What is needed is an exact retyping of the records below, from the first line through the line that contains "pub struct TwitterConfig".

[Stored items]
════
//! Configuration management

use serde::Deserialize;
use std::path::Path;

#[derive(Debug, Clone, Default, Deserialize)]
pub struct Config {
    #[serde(default)]
    pub twitter: TwitterConfig,
    #[serde(default)]
    pub firecrawl: FirecrawlConfig,
    #[serde(default)]
    pub limits: LimitsConfig,
}

#[derive(Debug, Clone, Default, Deserialize)]
pub struct TwitterConfig {
    /// Bearer token for the recent-search API
    pub bearer_token: Option<String>,
}

#[derive(Debug, Clone, Default, Deserialize)]
pub struct FirecrawlConfig {
    /// API key for the scrape endpoint
    pub api_key: Option<String>,
}

#[derive(Debug, Clone, Deserialize)]
pub struct LimitsConfig {
    /// Total tweets collected per search, across pages
    #[serde(default = "default_max_tweets")]
    pub max_tweets_per_search: usize,
    /// Forward-compatible knob; the collector currently derives its own
    /// source list per keyword
    #[serde(default = "default_max_web_sources")]
    pub max_web_sources: usize,
    /// Timeframe label used when a tool call omits one
    #[serde(default = "default_timeframe")]
    pub default_timeframe: String,
    /// Forward-compatible knob; no response cache is implemented
    #[serde(default = "default_cache_minutes")]
    pub cache_duration_minutes: u64,
}

fn default_max_tweets() -> usize {
    100
}

fn default_max_web_sources() -> usize {
    10
}

fn default_timeframe() -> String {
    "24h".to_string()
}

fn default_cache_minutes() -> u64 {
    30
}

impl Default for LimitsConfig {
    fn default() -> Self {
        Self {
            max_tweets_per_search: default_max_tweets(),
            max_web_sources: default_max_web_sources(),
            default_timeframe: default_timeframe(),
            cache_duration_minutes: default_cache_minutes(),
        }
    }
}

impl Config {
    /// Load configuration from a file, overlaid with TRENDWATCH__ env vars
    ///
    /// The file is optional; credentials may come entirely from the
    /// environment (a local `.env` is picked up first).
    pub fn load<P: AsRef<Path>>(path: P) -> anyhow::Result<Self> {
        dotenvy::dotenv().ok();

        let settings = config::Config::builder()
            .add_source(config::File::with_name(path.as_ref().to_str().unwrap()).required(false))
            .add_source(config::Environment::with_prefix("TRENDWATCH").separator("__"))
            .build()?;

        let config: Config = settings.try_deserialize()?;
        Ok(config)
    }

    /// Load from default locations
    pub fn load_default() -> anyhow::Result<Self> {
        let paths = ["trendwatch.toml", "~/.config/trendwatch/config.toml"];

        for path in paths {
            let expanded = shellexpand::tilde(path);
            if Path::new(expanded.as_ref()).exists() {
                return Self::load(expanded.as_ref());
            }
        }

        // No file found: environment only
        Self::load("trendwatch")
    }

    /// Names of required credentials that are not configured
    pub fn validate(&self) -> Vec<&'static str> {
        let mut missing = Vec::new();

        if self.twitter.bearer_token.is_none() {
            missing.push("twitter.bearer_token");
        }
        if self.firecrawl.api_key.is_none() {
            missing.push("firecrawl.api_key");
        }

        missing
    }

    pub fn is_valid(&self) -> bool {
        self.validate().is_empty()
    }

    /// Convert a timeframe label to hours
    ///
    /// Accepts `<int>h`, `<int>d`, `<int>w`; anything else falls back to 24.
    /// Parsed but not yet wired into the fetch window.
    pub fn timeframe_hours(&self, timeframe: Option<&str>) -> u32 {
        let tf = timeframe.unwrap_or(&self.limits.default_timeframe);

        let parsed = if let Some(n) = tf.strip_suffix('h') {
            n.parse::<u32>().ok()
        } else if let Some(n) = tf.strip_suffix('d') {
            n.parse::<u32>().ok().map(|n| n * 24)
        } else if let Some(n) = tf.strip_suffix('w') {
            n.parse::<u32>().ok().map(|n| n * 24 * 7)
        } else {
            None
        };

        parsed.unwrap_or(24)
    }
}

#[cfg(test)]
mod tests {
    use super::*;

    fn config_with_timeframe(tf: &str) -> Config {
        Config {
            limits: LimitsConfig {
                default_timeframe: tf.to_string(),
                ..LimitsConfig::default()
            },
            ..Config::default()
        }
    }

    #[test]
    fn test_timeframe_hours() {
        let config = Config::default();
        assert_eq!(config.timeframe_hours(Some("1h")), 1);
        assert_eq!(config.timeframe_hours(Some("6h")), 6);
        assert_eq!(config.timeframe_hours(Some("3d")), 72);
        assert_eq!(config.timeframe_hours(Some("2w")), 336);
    }

    #[test]
    fn test_timeframe_hours_unrecognized() {
        let config = Config::default();
        assert_eq!(config.timeframe_hours(Some("24")), 24);
        assert_eq!(config.timeframe_hours(Some("soon")), 24);
        assert_eq!(config.timeframe_hours(Some("xh")), 24);
        assert_eq!(config.timeframe_hours(Some("")), 24);
    }

    #[test]
    fn test_timeframe_hours_default() {
        assert_eq!(Config::default().timeframe_hours(None), 24);
        assert_eq!(config_with_timeframe("7d").timeframe_hours(None), 168);
    }

    #[test]
    fn test_limits_defaults() {
        let limits = LimitsConfig::default();
        assert_eq!(limits.max_tweets_per_search, 100);
        assert_eq!(limits.max_web_sources, 10);
        assert_eq!(limits.default_timeframe, "24h");
        assert_eq!(limits.cache_duration_minutes, 30);
    }

    #[test]
    fn test_validate_missing_credentials() {
        let config = Config::default();
        let missing = config.validate();
        assert_eq!(missing, vec!["twitter.bearer_token", "firecrawl.api_key"]);
        assert!(!config.is_valid());
    }

    #[test]
    fn test_validate_complete() {
        let config = Config {
            twitter: TwitterConfig {
                bearer_token: Some("token".to_string()),
            },
            firecrawl: FirecrawlConfig {
                api_key: Some("key".to_string()),
            },
            limits: LimitsConfig::default(),
        };
        assert!(config.is_valid());
    }

    #[test]
    fn test_deserialize_from_toml() {
        let raw = r#"
            [twitter]
            bearer_token = "abc"

            [limits]
            max_tweets_per_search = 50
        "#;
        let config: Config = toml::from_str(raw).unwrap();
        assert_eq!(config.twitter.bearer_token.as_deref(), Some("abc"));
        assert_eq!(config.limits.max_tweets_per_search, 50);
        assert_eq!(config.limits.default_timeframe, "24h");
        assert!(config.firecrawl.api_key.is_none());
    }
}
════
_Solution to this exercise_
//! Configuration management

use serde::Deserialize;
use std::path::Path;

#[derive(Debug, Clone, Default, Deserialize)]
pub struct Config {
    #[serde(default)]
    pub twitter: TwitterConfig,
    #[serde(default)]
    pub firecrawl: FirecrawlConfig,
    #[serde(default)]
    pub limits: LimitsConfig,
}

#[derive(Debug, Clone, Default, Deserialize)]
pub struct TwitterConfig {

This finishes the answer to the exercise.